Almost everyone who was evacuated from the island after the disaster suffered severe burns to their bodies, Ministry of Health spokesman Pete Watson said Tuesday.
Out of the 31 people still in hospital, 27 had burns to at least 30% of their bodies. The victims were aged between 13 and 72.
Given the extent of their injuries, Watson said that more deaths could be expected in the days ahead. "It's possible that not all patients will survive," he said.
'We had no indication'
The eruption took place on Monday afternoon local time while tourists and tour guides were still touring the volcano, including many visitors from a Royal Caribbean cruise ship, the Ovation of the Seas.
Shocking footage from tourists on nearby boats, posted on social media, showed giant plumes of thick black smoke rising from the site.
One US tourist, Matthew Urey, was on White Island with his new wife Lauren when the volcano erupted -- one of nine US citizens who was on the island. He left a voicemail for his mother saying he'd been "badly burned."
"Hi Mum, it's me ... the volcano actually erupted while we were on the island," he said in the voicemail which was given to CNN. "If you don't hear from me, we're fine. But my hands are burned so I can't use my phone. And I don't know how long I'll be here."
Australian Prime Minister Scott Morrison said 11 Australians were still unaccounted for as of Tuesday morning local time. He added that 13 Australian nationals were receiving treatment in various hospitals in New Zealand following the volcano eruption.
Morrison said that it was possible, but unconfirmed, that three of the five people killed in the eruption are Australian.
Two of those in hospital are UK citizens, according to the British High Commission. Only three people have so far been treated and discharged.
Paul Quinn, chairman of White Island Tours, the company that brings tourists to the volcano island, told CNN that the trips took place within the company's guidelines.
"On the morning (the volcanic activity) was level 2, we had no indication of this event occurring," Quinn said. "There was nothing that signaled there was going to be an eruption."
The danger level is measured on a one-to-five scale, with five being the highest.
When the volcano erupted, two of his tour boats were nearby, Quinn said. One boat had docked, and its passengers were on the island. The other boat had departed the island, but turned back to help people on the island.
Speaking at a news conference on Tuesday morning local time, Prime Minister Ardern paid tribute to the people who tried to help visitors caught up in the eruption. "Those who undertook a risky effort in the immediate aftermath did so in an incredibly courageous way," she said.
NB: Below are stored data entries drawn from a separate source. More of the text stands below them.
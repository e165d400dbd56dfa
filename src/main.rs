//! Command-line access to Slack's Web API.
//!
//! The access token is read from `$SLACK_TOKEN` (or `--token`), optionally
//! via a `.env` file. Results are printed to stdout as JSON.

use clap::{Parser, Subcommand};
use dotenvy::dotenv;
use serde::Serialize;
use slack_oauth::{ChannelId, ClientConfig, Params, SlackOAuthClient, UserId};
use std::error::Error;
use tracing::warn;

#[derive(Parser)]
#[command(name = "slack-oauth", about = "Call Slack's Web API", version)]
struct Cli {
    #[command(subcommand)]
    command: Command,

    /// OAuth access token
    #[arg(long, env = "SLACK_TOKEN", hide_env_values = true)]
    token: String,
}

#[derive(Subcommand)]
enum Command {
    /// Post a message to a channel
    Post {
        channel: String,
        text: String,
        /// Post as the authed user rather than as a bot
        #[arg(long)]
        as_user: bool,
    },

    /// List workspace members
    Users {
        /// Follow cursors to fetch every page
        #[arg(long)]
        all: bool,
        /// Start from this cursor
        #[arg(long, conflicts_with = "all")]
        cursor: Option<String>,
    },

    /// Show a single user
    User { id: String },

    /// List channels
    Channels,

    /// Show a single channel
    Channel { id: String },

    /// Call any method with `key=value` arguments. A bare `key` is sent empty.
    Call { method: String, args: Vec<String> },
}

/// Application entrypoint. Initialises tracing, loads any `.env`, and runs
/// the requested command. Log levels come from `$RUST_LOG`, defaulting to
/// `info`.
#[tokio::main]
async fn main() -> Result<(), Box<dyn Error>> {
    tracing_subscriber::fmt()
        .with_env_filter(
            tracing_subscriber::EnvFilter::try_from_default_env()
                .unwrap_or_else(|_| tracing_subscriber::EnvFilter::new("info")),
        )
        .with_target(false)
        .with_writer(std::io::stderr)
        .compact()
        .init();

    found_dotenv(dotenv());

    let cli = Cli::parse();

    let config = ClientConfig::from_env()?;
    if config.base_url.as_str() != slack_oauth::API_BASE {
        warn!("Using non-default API base {}", config.base_url);
    }

    let client = SlackOAuthClient::with_config(cli.token, config)?;

    match cli.command {
        Command::Post {
            channel,
            text,
            as_user,
        } => {
            let options = as_user.then(|| Params::new().set("as_user", true));
            let res = client
                .post_message(&ChannelId(channel), &text, options)
                .await?;
            print(&res)
        }
        Command::Users { all: true, .. } => print(&client.get_all_user_list().await?),
        Command::Users { cursor, .. } => {
            print(&client.get_user_list(cursor.as_deref()).await?)
        }
        Command::User { id } => print(&client.get_user_info(&UserId(id)).await?),
        Command::Channels => print(&client.get_channel_list().await?),
        Command::Channel { id } => print(&client.get_channel_info(&ChannelId(id)).await?),
        Command::Call { method, args } => {
            let res = client.call(&method, parse_args(&args)).await?;
            print(&res)
        }
    }
}

/// Whether a `.env` was loaded, warning if not.
fn found_dotenv<T>(res: dotenvy::Result<T>) -> bool {
    match res {
        Ok(_) => true,
        Err(e) if e.not_found() => {
            warn!("No .env found");
            false
        }
        Err(e) => {
            warn!("Could not load .env: {}", e);
            false
        }
    }
}

fn print<T: Serialize>(x: &T) -> Result<(), Box<dyn Error>> {
    println!("{}", serde_json::to_string_pretty(x)?);
    Ok(())
}

/// Parse `key=value` pairs in order. Values are always sent as strings.
fn parse_args(args: &[String]) -> Params {
    args.iter().fold(Params::new(), |params, arg| match arg.split_once('=') {
        Some((k, v)) => params.set(k, v),
        None => params.unset(arg.as_str()),
    })
}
New Zealand is located in one of the world's most tectonically-volatile regions. Vulcanologists said that while the eruption was relatively small compared to other past disasters, anyone close to the site would have been in serious danger.
Ardern said on Tuesday that ash remained a hazard in the vicinity of the island. A boat coming back from the area was covered in half a meter (around 1.6 feet) of ash.
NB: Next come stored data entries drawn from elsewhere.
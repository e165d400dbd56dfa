//! A client for Slack's Web API, authenticated with an OAuth access token.
//!
//! Every method is a form-encoded `POST` to `https://slack.com/api/<method>`
//! carrying the token, answered by an `{"ok": ...}` envelope. See
//! [client::SlackOAuthClient::call] for the primitive the named helpers are
//! built upon.

pub mod api;
pub mod auth;
pub mod channel;
pub mod client;
pub mod error;
pub mod form;
mod message;
pub mod user;

pub use auth::SlackAccessToken;
pub use error::SlackError;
White Island is New Zealand's most active cone volcano, built up by more than 150,000 years of volcanic activity, according to GeoNet.
Images captured by a crater rim camera operated by GeoNet appeared to showed a group of tourists walking inside the crater just minutes before eruption.
Speaking at a news conference on Monday afternoon, GNS expert Ken Gledhill said that while the volcanic eruption hadn't been that large, it would have been hugely dangerous for anyone nearby.
"(The plume) went up 12,000 (feet) into the sky, and so on the scheme of things for volcanic eruptions, it's not large, but if you were close to that, it's not good," Gledhill said. The scientist added he couldn't predict whether there would be another eruption within 24 hours.
A cone volcano is the most immediately recognizable mountain-shaped variety, as opposed to shield volcanoes or calderas which are flatter in shape.
White Island is also dubbed as "one of the world's most accessible active volcanoes" on the White Island Tours website.
According to GeoNet, more than 10,000 people visit the island every year.